Please give the records below back in full, exactly as shown.

#### DATA FOR ANALYSIS

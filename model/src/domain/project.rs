//! Project domain model

use std::collections::BTreeMap;

use schemars::JsonSchema;
use serde::{Deserialize, Serialize};
use serde_json::Value;

/// Project entity
#[derive(Debug, Clone, PartialEq, Serialize, Deserialize, JsonSchema)]
#[serde(rename_all = "camelCase")]
pub struct Project {
    pub name: String,
    pub display_name: String,
    pub description: String,
    pub source: ProjectSource,
    pub commands: Vec<Value>,
    pub project_type: String,
    pub tags: Vec<String>,
    pub attributes: Vec<Value>,
    pub options: Vec<Value>,

    /// Identifier of the workspace owning this project
    #[serde(default, skip_serializing_if = "Option::is_none")]
    pub workspace_id: Option<String>,

    #[serde(default, skip_serializing_if = "Option::is_none")]
    pub workspace_name: Option<String>,
}

impl Project {
    pub fn is_owned_by(&self, workspace_id: &str) -> bool {
        self.workspace_id.as_deref() == Some(workspace_id)
    }
}

/// Where the project sources come from
#[derive(Debug, Clone, PartialEq, Serialize, Deserialize, JsonSchema)]
pub struct ProjectSource {
    pub location: String,

    /// Importer parameters, passed through untouched
    pub parameters: Value,

    #[serde(rename = "type")]
    pub source_type: String,
}

/// Projects grouped by owning workspace identifier
#[derive(Debug, Clone, Default, PartialEq, Serialize, Deserialize, JsonSchema)]
#[serde(transparent)]
pub struct WorkspaceProjects(pub BTreeMap<String, Vec<Project>>);

impl WorkspaceProjects {
    pub fn projects_for(&self, workspace_id: &str) -> &[Project] {
        self.0.get(workspace_id).map(Vec::as_slice).unwrap_or_default()
    }

    /// Group projects by their `workspaceId`; projects without one are skipped
    pub fn from_projects(projects: impl IntoIterator<Item = Project>) -> Self {
        let mut grouped: BTreeMap<String, Vec<Project>> = BTreeMap::new();
        for project in projects {
            if let Some(id) = project.workspace_id.clone() {
                grouped.entry(id).or_default().push(project);
            }
        }
        Self(grouped)
    }
}

/// Request to create a project inside a workspace
#[derive(Debug, Clone, PartialEq, Serialize, Deserialize, JsonSchema)]
pub struct ImportProject {
    pub source: ImportSource,
    pub project: ImportProjectDescriptor,
}

impl ImportProject {
    /// Import request with empty parameters, commands, attributes and options
    pub fn from_location(
        name: impl Into<String>,
        source_type: impl Into<String>,
        location: impl Into<String>,
    ) -> Self {
        let source_type = source_type.into();
        Self {
            source: ImportSource {
                source_type: source_type.clone(),
                location: location.into(),
                parameters: Value::Object(Default::default()),
            },
            project: ImportProjectDescriptor {
                name: name.into(),
                project_type: "blank".to_string(),
                description: String::new(),
                commands: Vec::new(),
                attributes: Vec::new(),
                options: Vec::new(),
            },
        }
    }
}

/// Source of a project import
#[derive(Debug, Clone, PartialEq, Serialize, Deserialize, JsonSchema)]
pub struct ImportSource {
    #[serde(rename = "type")]
    pub source_type: String,

    pub location: String,

    /// Importer parameters, e.g. `branch` for git
    pub parameters: Value,
}

/// Project part of an import request
#[derive(Debug, Clone, PartialEq, Serialize, Deserialize, JsonSchema)]
pub struct ImportProjectDescriptor {
    pub name: String,

    #[serde(rename = "type")]
    pub project_type: String,

    pub description: String,
    pub commands: Vec<Value>,
    pub attributes: Vec<Value>,
    pub options: Vec<Value>,
}

#[cfg(test)]
mod tests {
    use super::*;
    use pretty_assertions::assert_eq;
    use serde_json::json;

    fn project(name: &str, workspace_id: Option<&str>) -> Project {
        Project {
            name: name.to_string(),
            display_name: name.to_string(),
            description: String::new(),
            source: ProjectSource {
                location: format!("https://github.com/example/{name}.git"),
                parameters: json!({}),
                source_type: "git".to_string(),
            },
            commands: Vec::new(),
            project_type: "maven".to_string(),
            tags: Vec::new(),
            attributes: Vec::new(),
            options: Vec::new(),
            workspace_id: workspace_id.map(str::to_string),
            workspace_name: None,
        }
    }

    #[test]
    fn project_wire_names() {
        let value = serde_json::to_value(project("console-java-simple", Some("workspace1"))).unwrap();
        assert_eq!(value["displayName"], "console-java-simple");
        assert_eq!(value["projectType"], "maven");
        assert_eq!(value["source"]["type"], "git");
        assert_eq!(value["workspaceId"], "workspace1");
        assert!(value.get("workspaceName").is_none());
    }

    #[test]
    fn grouping_by_workspace() {
        let grouped = WorkspaceProjects::from_projects(vec![
            project("a", Some("ws-1")),
            project("b", Some("ws-2")),
            project("c", Some("ws-1")),
            project("orphan", None),
        ]);

        let names: Vec<_> = grouped.projects_for("ws-1").iter().map(|p| p.name.as_str()).collect();
        assert_eq!(names, vec!["a", "c"]);
        assert!(grouped.projects_for("ws-3").is_empty());
        assert!(grouped.projects_for("ws-2")[0].is_owned_by("ws-2"));

        let value = serde_json::to_value(&grouped).unwrap();
        assert_eq!(value["ws-2"][0]["name"], "b");
    }

    #[test]
    fn import_from_location() {
        let import = ImportProject::from_location(
            "spring-petclinic",
            "git",
            "https://github.com/spring-projects/spring-petclinic.git",
        );

        assert_eq!(
            serde_json::to_value(&import).unwrap(),
            json!({
                "source": {
                    "type": "git",
                    "location": "https://github.com/spring-projects/spring-petclinic.git",
                    "parameters": {}
                },
                "project": {
                    "name": "spring-petclinic",
                    "type": "blank",
                    "description": "",
                    "commands": [],
                    "attributes": [],
                    "options": []
                }
            })
        );
    }
}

########

__FINISHED TASK__:
filename model/src/domain/project.rs
//! Project domain model

use std::collections::BTreeMap;

use schemars::JsonSchema;
use serde::{Deserialize, Serialize};
use serde_json::Value;

/// Project entity
#[derive(Debug, Clone, PartialEq, Serialize, Deserialize, JsonSchema)]
#[serde(rename_all = "camelCase")]
pub struct Project {
    pub name: String,
    pub display_name: String,
    pub description: String,
    pub source: ProjectSource,
    pub commands: Vec<Value>,
    pub project_type: String,
    pub tags: Vec<String>,
    pub attributes: Vec<Value>,
    pub options: Vec<Value>,

    /// Identifier of the workspace owning this project
    #[serde(default, skip_serializing_if = "Option::is_none")]
    pub workspace_id: Option<String>,

    #[serde(default, skip_serializing_if = "Option::is_none")]
    pub workspace_name: Option<String>,
}

impl Project {
    pub fn is_owned_by(&self, workspace_id: &str) -> bool {
        self.workspace_id.as_deref() == Some(workspace_id)
    }
}

/// Where the project sources come from
#[derive(Debug, Clone, PartialEq, Serialize, Deserialize, JsonSchema)]
pub struct ProjectSource {
    pub location: String,

    /// Importer parameters, passed through untouched
    pub parameters: Value,

    #[serde(rename = "type")]
    pub source_type: String,
}

/// Projects grouped by owning workspace identifier
#[derive(Debug, Clone, Default, PartialEq, Serialize, Deserialize, JsonSchema)]
#[serde(transparent)]
pub struct WorkspaceProjects(pub BTreeMap<String, Vec<Project>>);

impl WorkspaceProjects {
    pub fn projects_for(&self, workspace_id: &str) -> &[Project] {
        self.0.get(workspace_id).map(Vec::as_slice).unwrap_or_default()
    }

    /// Group projects by their `workspaceId`; projects without one are skipped
    pub fn from_projects(projects: impl IntoIterator<Item = Project>) -> Self {
        let mut grouped: BTreeMap<String, Vec<Project>> = BTreeMap::new();
        for project in projects {
            if let Some(id) = project.workspace_id.clone() {
                grouped.entry(id).or_default().push(project);
            }
        }
        Self(grouped)
    }
}

/// Request to create a project inside a workspace
#[derive(Debug, Clone, PartialEq, Serialize, Deserialize, JsonSchema)]
pub struct ImportProject {
    pub source: ImportSource,
    pub project: ImportProjectDescriptor,
}

impl ImportProject {
    /// Import request with empty parameters, commands, attributes and options
    pub fn from_location(
        name: impl Into<String>,
        source_type: impl Into<String>,
        location: impl Into<String>,
    ) -> Self {
        let source_type = source_type.into();
        Self {
            source: ImportSource {
                source_type: source_type.clone(),
                location: location.into(),
                parameters: Value::Object(Default::default()),
            },
            project: ImportProjectDescriptor {
                name: name.into(),
                project_type: "blank".to_string(),
                description: String::new(),
                commands: Vec::new(),
                attributes: Vec::new(),
                options: Vec::new(),
            },
        }
    }
}

/// Source of a project import
#[derive(Debug, Clone, PartialEq, Serialize, Deserialize, JsonSchema)]
pub struct ImportSource {
    #[serde(rename = "type")]
    pub source_type: String,

    pub location: String,

    /// Importer parameters, e.g. `branch` for git
    pub parameters: Value,
}

/// Project part of an import request
#[derive(Debug, Clone, PartialEq, Serialize, Deserialize, JsonSchema)]
pub struct ImportProjectDescriptor {
    pub name: String,

    #[serde(rename = "type")]
    pub project_type: String,

    pub description: String,
    pub commands: Vec<Value>,
    pub attributes: Vec<Value>,
    pub options: Vec<Value>,
}

#[cfg(test)]
mod tests {
    use super::*;
    use pretty_assertions::assert_eq;
    use serde_json::json;

    fn project(name: &str, workspace_id: Option<&str>) -> Project {
        Project {
            name: name.to_string(),
            display_name: name.to_string(),
            description: String::new(),
            source: ProjectSource {
                location: format!("https://github.com/example/{name}.git"),
                parameters: json!({}),
                source_type: "git".to_string(),
            },
            commands: Vec::new(),
            project_type: "maven".to_string(),
            tags: Vec::new(),
            attributes: Vec::new(),
            options: Vec::new(),
            workspace_id: workspace_id.map(str::to_string),
            workspace_name: None,
        }
    }

    #[test]
    fn project_wire_names() {
        let value = serde_json::to_value(project("console-java-simple", Some("workspace1"))).unwrap();
        assert_eq!(value["displayName"], "console-java-simple");
        assert_eq!(value["projectType"], "maven");
        assert_eq!(value["source"]["type"], "git");
        assert_eq!(value["workspaceId"], "workspace1");
        assert!(value.get("workspaceName").is_none());
    }

    #[test]
    fn grouping_by_workspace() {
        let grouped = WorkspaceProjects::from_projects(vec![
            project("a", Some("ws-1")),
            project("b", Some("ws-2")),
            project("c", Some("ws-1")),
            project("orphan", None),
        ]);

        let names: Vec<_> = grouped.projects_for("ws-1").iter().map(|p| p.name.as_str()).collect();
        assert_eq!(names, vec!["a", "c"]);
        assert!(grouped.projects_for("ws-3").is_empty());
        assert!(grouped.projects_for("ws-2")[0].is_owned_by("ws-2"));

        let value = serde_json::to_value(&grouped).unwrap();
        assert_eq!(value["ws-2"][0]["name"], "b");
    }

    #[test]
    fn import_from_location() {
        let import = ImportProject::from_location(
            "spring-petclinic",
            "git",
            "https://github.com/spring-projects/spring-petclinic.git",
        );

        assert_eq!(
            serde_json::to_value(&import).unwrap(),
            json!({
                "source": {
                    "type": "git",
                    "location": "https://github.com/spring-projects/spring-petclinic.git",
                    "parameters": {}
                },
                "project": {
                    "name": "spring-petclinic",
                    "type": "blank",
                    "description": "",
                    "commands": [],
                    "attributes": [],
                    "options": []
                }
            })
        );
    }
}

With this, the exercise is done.